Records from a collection
//! Persistence for the `animals` table.

use chrono::{DateTime, Utc};
use homestead_core::production::Producer;
use homestead_types::{Animal, AnimalId, GuildId, PlotId, UserId};
use sqlx::PgConnection;
use uuid::Uuid;

use crate::convert::{
    amount_from_db, animal_type_from_db, animal_type_to_db, guild_to_db, user_to_db,
};
use crate::error::DbError;

/// A row from the `animals` table.
#[derive(Debug, Clone, sqlx::FromRow)]
pub struct AnimalRow {
    /// Animal identifier.
    pub id: Uuid,
    /// Plot the animal lives on.
    pub plot_id: Uuid,
    /// Animal key.
    pub animal_type: String,
    /// Stored production rate.
    pub production_rate: f64,
    /// Arrival time.
    pub created_at: DateTime<Utc>,
}

impl TryFrom<AnimalRow> for Animal {
    type Error = DbError;

    fn try_from(row: AnimalRow) -> Result<Self, Self::Error> {
        Ok(Self {
            id: AnimalId(row.id),
            animal_type: animal_type_from_db(&row.animal_type)?,
            plot_id: PlotId(row.plot_id),
            production_rate: row.production_rate,
            created_at: row.created_at,
        })
    }
}

#[derive(sqlx::FromRow)]
struct ProducerRow {
    id: Uuid,
    plot_id: Uuid,
    animal_type: String,
    production_rate: f64,
}

/// Operations on the `animals` table within one connection or transaction.
pub struct AnimalStore<'c> {
    conn: &'c mut PgConnection,
}

impl<'c> AnimalStore<'c> {
    /// Bind a store to a connection, usually `&mut *tx`.
    pub const fn new(conn: &'c mut PgConnection) -> Self {
        Self { conn }
    }

    /// Insert a new animal.
    ///
    /// # Errors
    ///
    /// Returns [`DbError::Postgres`] if the insert fails.
    pub async fn insert(&mut self, animal: &Animal) -> Result<(), DbError> {
        sqlx::query(
            r"INSERT INTO animals (id, plot_id, animal_type, production_rate, created_at)
              VALUES ($1, $2, $3, $4, $5)",
        )
        .bind(animal.id.into_inner())
        .bind(animal.plot_id.into_inner())
        .bind(animal_type_to_db(animal.animal_type))
        .bind(animal.production_rate)
        .bind(animal.created_at)
        .execute(&mut *self.conn)
        .await?;

        Ok(())
    }

    /// Animals living on `plot_id`, oldest first.
    ///
    /// # Errors
    ///
    /// Returns [`DbError`] if the query fails or a row does not decode.
    pub async fn list_for_plot(&mut self, plot_id: PlotId) -> Result<Vec<Animal>, DbError> {
        let rows = sqlx::query_as::<_, AnimalRow>(
            r"SELECT id, plot_id, animal_type, production_rate, created_at
              FROM animals
              WHERE plot_id = $1
              ORDER BY created_at, id",
        )
        .bind(plot_id.into_inner())
        .fetch_all(&mut *self.conn)
        .await?;

        rows.into_iter().map(Animal::try_from).collect()
    }

    /// How many animals `user` owns across all their plots in `guild`.
    ///
    /// # Errors
    ///
    /// Returns [`DbError`] if the query fails.
    pub async fn count_for_owner(&mut self, guild: GuildId, user: UserId) -> Result<u64, DbError> {
        let count: i64 = sqlx::query_scalar(
            r"SELECT COUNT(*)
              FROM animals a
              JOIN plots p ON p.id = a.plot_id
              WHERE p.guild_id = $1 AND p.owner_id = $2",
        )
        .bind(guild_to_db(guild)?)
        .bind(user_to_db(user)?)
        .fetch_one(&mut *self.conn)
        .await?;

        amount_from_db(count)
    }

    /// Every animal whose rate is at least `min_rate`, in id order.
    ///
    /// # Errors
    ///
    /// Returns [`DbError`] if the query fails or a row does not decode.
    pub async fn list_producers(&mut self, min_rate: f64) -> Result<Vec<Producer>, DbError> {
        let rows = sqlx::query_as::<_, ProducerRow>(
            r"SELECT id, plot_id, animal_type, production_rate
              FROM animals
              WHERE production_rate >= $1
              ORDER BY id",
        )
        .bind(min_rate)
        .fetch_all(&mut *self.conn)
        .await?;

        rows.into_iter()
            .map(|row| {
                Ok(Producer {
                    animal_id: AnimalId(row.id),
                    plot_id: PlotId(row.plot_id),
                    animal_type: animal_type_from_db(&row.animal_type)?,
                    production_rate: row.production_rate,
                })
            })
            .collect()
    }
}
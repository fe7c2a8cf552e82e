//! The 5x5 board a user picks plots from.
//!
//! Every cell is either a plot the user owns or the habitat the oracle
//! offers there. Which cells are pressable depends on what the board is for:
//! buying enables open cells, everything else enables owned cells.

use std::collections::BTreeMap;

use homestead_types::{BOARD_SIZE, BoardPosition, GuildId, Plot, PlotType, UserId};

use crate::oracle;
use crate::payload::ButtonAction;

/// Errors from assembling a board.
#[derive(Debug, thiserror::Error, PartialEq, Eq)]
pub enum BoardError {
    /// A plot handed in belongs to a different user or guild.
    #[error("plot at {position} does not belong to this board")]
    ForeignPlot {
        /// Cell the plot occupies.
        position: BoardPosition,
    },

    /// Two plots claim the same cell.
    #[error("two plots occupy {position}")]
    DuplicateCell {
        /// The contested cell.
        position: BoardPosition,
    },
}

/// Visual style of a button, as understood by the chat platform.
#[derive(Debug, Clone, Copy, PartialEq, Eq, Hash)]
pub enum ButtonStyle {
    /// Blurple.
    Primary,
    /// Gray.
    Secondary,
    /// Green.
    Success,
    /// Red.
    Danger,
}

/// Style used for cells of a given habitat.
pub const fn plot_style(plot_type: PlotType) -> ButtonStyle {
    match plot_type {
        PlotType::Farm => ButtonStyle::Success,
        PlotType::Garden => ButtonStyle::Danger,
        PlotType::Lake => ButtonStyle::Primary,
        PlotType::Sky => ButtonStyle::Secondary,
    }
}

/// What a board is being shown for.
#[derive(Debug, Clone, Copy, PartialEq, Eq)]
pub enum BoardMode {
    /// Pick an open cell to buy.
    Purchase,
    /// Pick an owned plot to open.
    Show,
    /// Pick an owned plot to put a new animal on.
    BuyAnimal,
}

impl BoardMode {
    const fn enables(self, owned: bool) -> bool {
        match self {
            Self::Purchase => !owned,
            Self::Show | Self::BuyAnimal => owned,
        }
    }

    const fn action(self, user: UserId, position: BoardPosition) -> ButtonAction {
        match self {
            Self::Purchase => ButtonAction::PlotPurchase { user, position },
            Self::Show => ButtonAction::PlotShow { user, position },
            Self::BuyAnimal => ButtonAction::PlotBuyAnimal { user, position },
        }
    }
}

/// What sits on a cell.
#[derive(Debug, Clone, PartialEq)]
pub enum CellContent {
    /// A plot the user owns.
    Owned(Plot),
    /// An open cell and the habitat it would have if bought.
    Offered(PlotType),
}

impl CellContent {
    /// Habitat of the cell, owned or not.
    pub const fn plot_type(&self) -> PlotType {
        match self {
            Self::Owned(plot) => plot.plot_type,
            Self::Offered(plot_type) => *plot_type,
        }
    }

    /// Whether the user owns this cell.
    pub const fn is_owned(&self) -> bool {
        matches!(self, Self::Owned(_))
    }
}

/// One button on the board.
#[derive(Debug, Clone, PartialEq)]
pub struct BoardCell {
    /// Where the cell is.
    pub position: BoardPosition,
    /// Owned plot or offer.
    pub content: CellContent,
    /// Button style for the cell's habitat.
    pub style: ButtonStyle,
    /// Whether the cell can be pressed in this mode.
    pub enabled: bool,
    /// What pressing the cell does.
    pub action: ButtonAction,
}

/// A full board, one row per `x`, one column per `y`.
#[derive(Debug, Clone, PartialEq)]
pub struct Board {
    /// Mode the board was built for.
    pub mode: BoardMode,
    /// `BOARD_SIZE` rows of `BOARD_SIZE` cells.
    pub rows: Vec<Vec<BoardCell>>,
}

impl Board {
    /// Every cell, row by row.
    pub fn cells(&self) -> impl Iterator<Item = &BoardCell> {
        self.rows.iter().flatten()
    }

    /// The cell at `position`.
    pub fn cell(&self, position: BoardPosition) -> Option<&BoardCell> {
        self.rows
            .get(usize::from(position.x()))
            .and_then(|row| row.get(usize::from(position.y())))
    }

    /// Whether no cell can be pressed.
    pub fn is_inert(&self) -> bool {
        self.cells().all(|cell| !cell.enabled)
    }
}

/// Lay out `user`'s board in `guild` for `mode`.
pub fn build_board(
    guild_id: GuildId,
    user_id: UserId,
    owned: &[Plot],
    mode: BoardMode,
) -> Result<Board, BoardError> {
    let mut by_position: BTreeMap<BoardPosition, &Plot> = BTreeMap::new();
    for plot in owned {
        if plot.guild_id != guild_id || plot.owner_id != user_id {
            return Err(BoardError::ForeignPlot {
                position: plot.position,
            });
        }
        if by_position.insert(plot.position, plot).is_some() {
            return Err(BoardError::DuplicateCell {
                position: plot.position,
            });
        }
    }

    let offers = oracle::offers(guild_id, user_id);
    let mut rows: Vec<Vec<BoardCell>> = (0..BOARD_SIZE)
        .map(|_| Vec::with_capacity(usize::from(BOARD_SIZE)))
        .collect();

    for (position, offered) in offers {
        let content = by_position
            .get(&position)
            .map_or(CellContent::Offered(offered), |plot| {
                CellContent::Owned((*plot).clone())
            });
        let cell = BoardCell {
            position,
            style: plot_style(content.plot_type()),
            enabled: mode.enables(content.is_owned()),
            action: mode.action(user_id, position),
            content,
        };
        if let Some(row) = rows.get_mut(usize::from(position.x())) {
            row.push(cell);
        }
    }

    Ok(Board { mode, rows })
}

#[cfg(test)]
#[allow(clippy::unwrap_used)]
mod tests {
    use super::*;

    const GUILD: GuildId = GuildId(5);
    const USER: UserId = UserId(8);

    fn owned_at(x: i64, y: i64) -> Plot {
        let position = BoardPosition::new(x, y).unwrap();
        Plot::new(GUILD, USER, position, oracle::assign(GUILD, USER, position))
    }

    #[test]
    fn board_is_five_by_five_in_position_order() {
        let board = build_board(GUILD, USER, &[], BoardMode::Purchase).unwrap();
        assert_eq!(board.rows.len(), 5);
        for (x, row) in board.rows.iter().enumerate() {
            assert_eq!(row.len(), 5);
            for (y, cell) in row.iter().enumerate() {
                assert_eq!(usize::from(cell.position.x()), x);
                assert_eq!(usize::from(cell.position.y()), y);
            }
        }
    }

    #[test]
    fn purchase_mode_enables_only_open_cells() {
        let plots = [owned_at(0, 0), owned_at(3, 1)];
        let board = build_board(GUILD, USER, &plots, BoardMode::Purchase).unwrap();
        for cell in board.cells() {
            assert_eq!(cell.enabled, !cell.content.is_owned());
        }
        assert_eq!(board.cells().filter(|c| c.enabled).count(), 23);
    }

    #[test]
    fn show_mode_enables_only_owned_cells() {
        let plots = [owned_at(2, 2)];
        let board = build_board(GUILD, USER, &plots, BoardMode::Show).unwrap();
        let enabled: Vec<_> = board.cells().filter(|c| c.enabled).collect();
        assert_eq!(enabled.len(), 1);
        assert_eq!(
            enabled.first().map(|c| c.action.to_string()),
            Some("PLOT_SHOW 8 2 2".to_owned())
        );
    }

    #[test]
    fn empty_board_is_inert_outside_purchase() {
        let board = build_board(GUILD, USER, &[], BoardMode::BuyAnimal).unwrap();
        assert!(board.is_inert());
    }

    #[test]
    fn offers_match_the_oracle() {
        let board = build_board(GUILD, USER, &[], BoardMode::Purchase).unwrap();
        for cell in board.cells() {
            assert_eq!(
                cell.content.plot_type(),
                oracle::assign(GUILD, USER, cell.position)
            );
            assert_eq!(cell.style, plot_style(cell.content.plot_type()));
        }
    }

    #[test]
    fn rejects_plots_from_another_board() {
        let position = BoardPosition::new(1, 1).unwrap();
        let foreign = Plot::new(GUILD, UserId(9), position, PlotType::Sky);
        assert_eq!(
            build_board(GUILD, USER, &[foreign], BoardMode::Show),
            Err(BoardError::ForeignPlot { position })
        );
    }

    #[test]
    fn habitat_styles() {
        assert_eq!(plot_style(PlotType::Farm), ButtonStyle::Success);
        assert_eq!(plot_style(PlotType::Garden), ButtonStyle::Danger);
        assert_eq!(plot_style(PlotType::Lake), ButtonStyle::Primary);
        assert_eq!(plot_style(PlotType::Sky), ButtonStyle::Secondary);
    }
}
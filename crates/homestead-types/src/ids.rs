//! Type-safe identifier wrappers.
//!
//! Entities created by the economy (plots, animals) carry UUID v7
//! identifiers generated app-side so rows can be written in the same
//! transaction that decides to create them. Users and guilds are owned by
//! the chat platform and arrive as opaque 64-bit snowflakes.

use serde::{Deserialize, Serialize};
use uuid::Uuid;

/// Generates a newtype wrapper around [`Uuid`] with standard derives.
macro_rules! define_id {
    (
        $(#[$meta:meta])*
        $name:ident
    ) => {
        $(#[$meta])*
        #[derive(Debug, Clone, Copy, PartialEq, Eq, PartialOrd, Ord, Hash, Serialize, Deserialize)]
        pub struct $name(pub Uuid);

        impl $name {
            /// Create a new identifier using UUID v7 (time-ordered).
            pub fn new() -> Self {
                Self(Uuid::now_v7())
            }

            /// Return the inner [`Uuid`] value.
            pub const fn into_inner(self) -> Uuid {
                self.0
            }
        }

        impl Default for $name {
            fn default() -> Self {
                Self::new()
            }
        }

        impl core::fmt::Display for $name {
            fn fmt(&self, f: &mut core::fmt::Formatter<'_>) -> core::fmt::Result {
                write!(f, "{}", self.0)
            }
        }

        impl From<Uuid> for $name {
            fn from(id: Uuid) -> Self {
                Self(id)
            }
        }

        impl From<$name> for Uuid {
            fn from(id: $name) -> Self {
                id.0
            }
        }
    };
}

/// Generates a newtype wrapper around a platform snowflake (`u64`).
macro_rules! define_snowflake {
    (
        $(#[$meta:meta])*
        $name:ident
    ) => {
        $(#[$meta])*
        #[derive(Debug, Clone, Copy, PartialEq, Eq, PartialOrd, Ord, Hash, Serialize, Deserialize)]
        pub struct $name(pub u64);

        impl $name {
            /// Return the raw snowflake value.
            pub const fn get(self) -> u64 {
                self.0
            }
        }

        impl core::fmt::Display for $name {
            fn fmt(&self, f: &mut core::fmt::Formatter<'_>) -> core::fmt::Result {
                write!(f, "{}", self.0)
            }
        }

        impl From<u64> for $name {
            fn from(id: u64) -> Self {
                Self(id)
            }
        }
    };
}

define_id! {
    /// Unique identifier for a plot of land.
    PlotId
}

define_id! {
    /// Unique identifier for an animal living on a plot.
    AnimalId
}

define_snowflake! {
    /// Chat-platform user identifier.
    UserId
}

define_snowflake! {
    /// Chat-platform guild (server) identifier. Every economy is scoped to one.
    GuildId
}

#[cfg(test)]
mod tests {
    use super::*;

    #[test]
    fn uuid_ids_are_distinct_types() {
        let plot = PlotId::new();
        let animal = AnimalId::new();
        assert_ne!(plot.into_inner(), Uuid::nil());
        assert_ne!(animal.into_inner(), Uuid::nil());
    }

    #[test]
    fn id_roundtrip_serde() {
        let original = PlotId::new();
        let json = serde_json::to_string(&original).ok();
        assert!(json.is_some());
        let restored: Result<PlotId, _> = serde_json::from_str(json.as_deref().unwrap_or(""));
        assert_eq!(restored.ok(), Some(original));
    }

    #[test]
    fn snowflake_display_is_raw_number() {
        let user = UserId::from(141_231_597_155_385_344);
        assert_eq!(user.to_string(), "141231597155385344");
        assert_eq!(user.get(), 141_231_597_155_385_344);
    }
}
//! Stable seeding for reseeded pseudo-random draws.
//!
//! `std::collections::hash_map::DefaultHasher` is randomized per process,
//! which would break offers promised across restarts. FNV-1a over the
//! little-endian bytes of each input is stable and order-sensitive.

use std::hash::Hasher;

/// A deterministic FNV-1a 64-bit hasher.
#[derive(Debug)]
pub struct FnvHasher {
    state: u64,
}

impl FnvHasher {
    const OFFSET_BASIS: u64 = 0xcbf2_9ce4_8422_2325;
    const PRIME: u64 = 0x0100_0000_01b3;

    /// Create a hasher at the FNV offset basis.
    pub const fn new() -> Self {
        Self {
            state: Self::OFFSET_BASIS,
        }
    }
}

impl Default for FnvHasher {
    fn default() -> Self {
        Self::new()
    }
}

impl Hasher for FnvHasher {
    fn finish(&self) -> u64 {
        self.state
    }

    fn write(&mut self, bytes: &[u8]) {
        for &byte in bytes {
            self.state ^= u64::from(byte);
            self.state = self.state.wrapping_mul(Self::PRIME);
        }
    }
}

/// Fold a tuple of integers into one seed. `[a, b]` and `[b, a]` differ.
pub fn stable_seed(parts: &[u64]) -> u64 {
    let mut hasher = FnvHasher::new();
    for part in parts {
        hasher.write(&part.to_le_bytes());
    }
    hasher.finish()
}
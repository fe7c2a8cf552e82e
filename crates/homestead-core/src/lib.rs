//! Game rules for the Homestead farming economy.
//!
//! Everything here is independent of storage: the deterministic plot
//! oracle, pricing, animal draws, production planning and the loop that
//! drives it, the board model, and the button payload codec.
//!
//! # Modules
//!
//! - [`board`] -- The 5x5 board with per-mode enabling and habitat styles.
//! - [`config`] -- Configuration loading from `homestead.yaml` into
//!   strongly-typed structs.
//! - [`economy`] -- Plot and animal pricing, the market seam, sale clamping.
//! - [`hashing`] -- Stable FNV-1a seeding.
//! - [`livestock`] -- Random animal draws for a plot.
//! - [`oracle`] -- Deterministic habitat assignment per board cell.
//! - [`payload`] -- Button id parsing and formatting.
//! - [`production`] -- Per-tick production planning and the
//!   [`ProductionSource`] seam.
//! - [`scheduler`] -- The background production loop.
//!
//! [`ProductionSource`]: production::ProductionSource

pub mod board;
pub mod config;
pub mod economy;
pub mod hashing;
pub mod livestock;
pub mod oracle;
pub mod payload;
pub mod production;
pub mod scheduler;

pub use board::{Board, BoardCell, BoardError, BoardMode, ButtonStyle, CellContent, build_board};
pub use config::{ConfigError, HomesteadConfig};
pub use economy::{Economy, FlatMarket, MarketPricing, SaleAmount};
pub use payload::{ButtonAction, PayloadError};
pub use production::{ProductionError, ProductionSource, TickReport};
pub use scheduler::{SchedulerError, SchedulerHandle, SchedulerSummary, spawn_scheduler};
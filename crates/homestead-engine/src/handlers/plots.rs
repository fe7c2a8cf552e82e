//! Plot purchase.

use homestead_core::board::{Board, BoardMode, build_board};
use homestead_core::livestock::{Newborn, draw_animal};
use homestead_core::oracle;
use homestead_db::{AnimalStore, InventoryStore, PlotStore};
use homestead_types::{Animal, BOARD_SIZE, BoardPosition, GuildId, Plot, PlotType, UserId};
use tracing::info;

use super::{Homestead, Outcome, reject};
use crate::error::HandlerError;
use crate::rejection::Rejection;

/// A committed plot purchase.
#[derive(Debug, Clone, PartialEq)]
pub struct PlotPurchase {
    /// The new plot.
    pub plot: Plot,
    /// The animal that came with it.
    pub starter: Animal,
    /// Gold paid.
    pub price: u64,
    /// Balance after paying.
    pub balance: u64,
}

/// The purchase board with the price of the next plot.
#[derive(Debug, Clone, PartialEq)]
pub struct PlotOffer {
    /// Price of the next plot.
    pub price: u64,
    /// Current balance.
    pub balance: u64,
    /// Board with open cells enabled.
    pub board: Board,
}

/// Draw a random animal for a habitat, outside of any await.
pub(crate) fn newborn_for(plot_type: PlotType) -> Result<Newborn, HandlerError> {
    let mut rng = rand::rng();
    draw_animal(plot_type, &mut rng).ok_or(HandlerError::EmptyHabitat(plot_type))
}

fn board_cells() -> usize {
    usize::from(BOARD_SIZE).saturating_mul(usize::from(BOARD_SIZE))
}

impl Homestead {
    /// Show the purchase board if the user can afford another plot.
    pub async fn plot_offer(
        &self,
        guild: GuildId,
        user: UserId,
    ) -> Result<Outcome<PlotOffer>, HandlerError> {
        let mut conn = self.pool().acquire().await?;
        let plots = PlotStore::new(&mut conn).list_for_user(guild, user).await?;
        let balance = InventoryStore::new(&mut conn).fetch(guild, user).await?.money;

        if plots.len() >= board_cells() {
            return Ok(Outcome::Rejected(Rejection::BoardFull));
        }
        let price = self.economy().plot_price(u64::try_from(plots.len()).unwrap_or(u64::MAX));
        if price > balance {
            return Ok(Outcome::Rejected(Rejection::InsufficientFunds {
                required: price,
                available: balance,
            }));
        }

        let board = build_board(guild, user, &plots, BoardMode::Purchase)?;
        Ok(Outcome::Done(PlotOffer {
            price,
            balance,
            board,
        }))
    }

    /// Buy the cell at `position`, with one starter animal.
    ///
    /// The habitat comes from the oracle, never from the caller.
    pub async fn purchase_plot(
        &self,
        guild: GuildId,
        user: UserId,
        position: BoardPosition,
    ) -> Result<Outcome<PlotPurchase>, HandlerError> {
        let mut tx = self.pool().begin().await?;
        let balance = InventoryStore::new(&mut tx).lock_balance(guild, user).await?;

        let owned = PlotStore::new(&mut tx).list_for_user(guild, user).await?;
        if owned.iter().any(|p| p.position == position) {
            return reject(tx, Rejection::PlotAlreadyOwned { position }).await;
        }
        if owned.len() >= board_cells() {
            return reject(tx, Rejection::BoardFull).await;
        }

        let price = self
            .economy()
            .plot_price(u64::try_from(owned.len()).unwrap_or(u64::MAX));
        if price > balance {
            let rejection = Rejection::InsufficientFunds {
                required: price,
                available: balance,
            };
            return reject(tx, rejection).await;
        }

        let plot = Plot::new(guild, user, position, oracle::assign(guild, user, position));
        if !PlotStore::new(&mut tx).insert(&plot).await? {
            return reject(tx, Rejection::PlotAlreadyOwned { position }).await;
        }

        let newborn = newborn_for(plot.plot_type)?;
        let starter = Animal::new(newborn.animal_type, &plot, newborn.production_rate)?;
        AnimalStore::new(&mut tx).insert(&starter).await?;

        let Some(balance) = InventoryStore::new(&mut tx).debit(guild, user, price).await? else {
            let rejection = Rejection::InsufficientFunds {
                required: price,
                available: balance,
            };
            return reject(tx, rejection).await;
        };

        tx.commit().await?;

        info!(
            guild = %guild,
            user = %user,
            position = %position,
            plot_type = %plot.plot_type,
            starter = %starter.animal_type,
            price,
            balance,
            "Plot purchased"
        );

        Ok(Outcome::Done(PlotPurchase {
            plot,
            starter,
            price,
            balance,
        }))
    }
}

#[cfg(test)]
mod tests {
    use super::*;

    #[test]
    fn board_has_twenty_five_cells() {
        assert_eq!(board_cells(), 25);
    }

    #[test]
    fn newborns_fit_their_plot() {
        for plot_type in PlotType::ALL {
            let newborn = newborn_for(plot_type);
            assert!(newborn.is_ok_and(|n| n.animal_type.lives_on(plot_type)));
        }
    }
}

Directions:
Extract every line above that contains the word "loop".

Written solution:
//! oracle, pricing, animal draws, production planning and the loop that
//! - [`scheduler`] -- The background production loop.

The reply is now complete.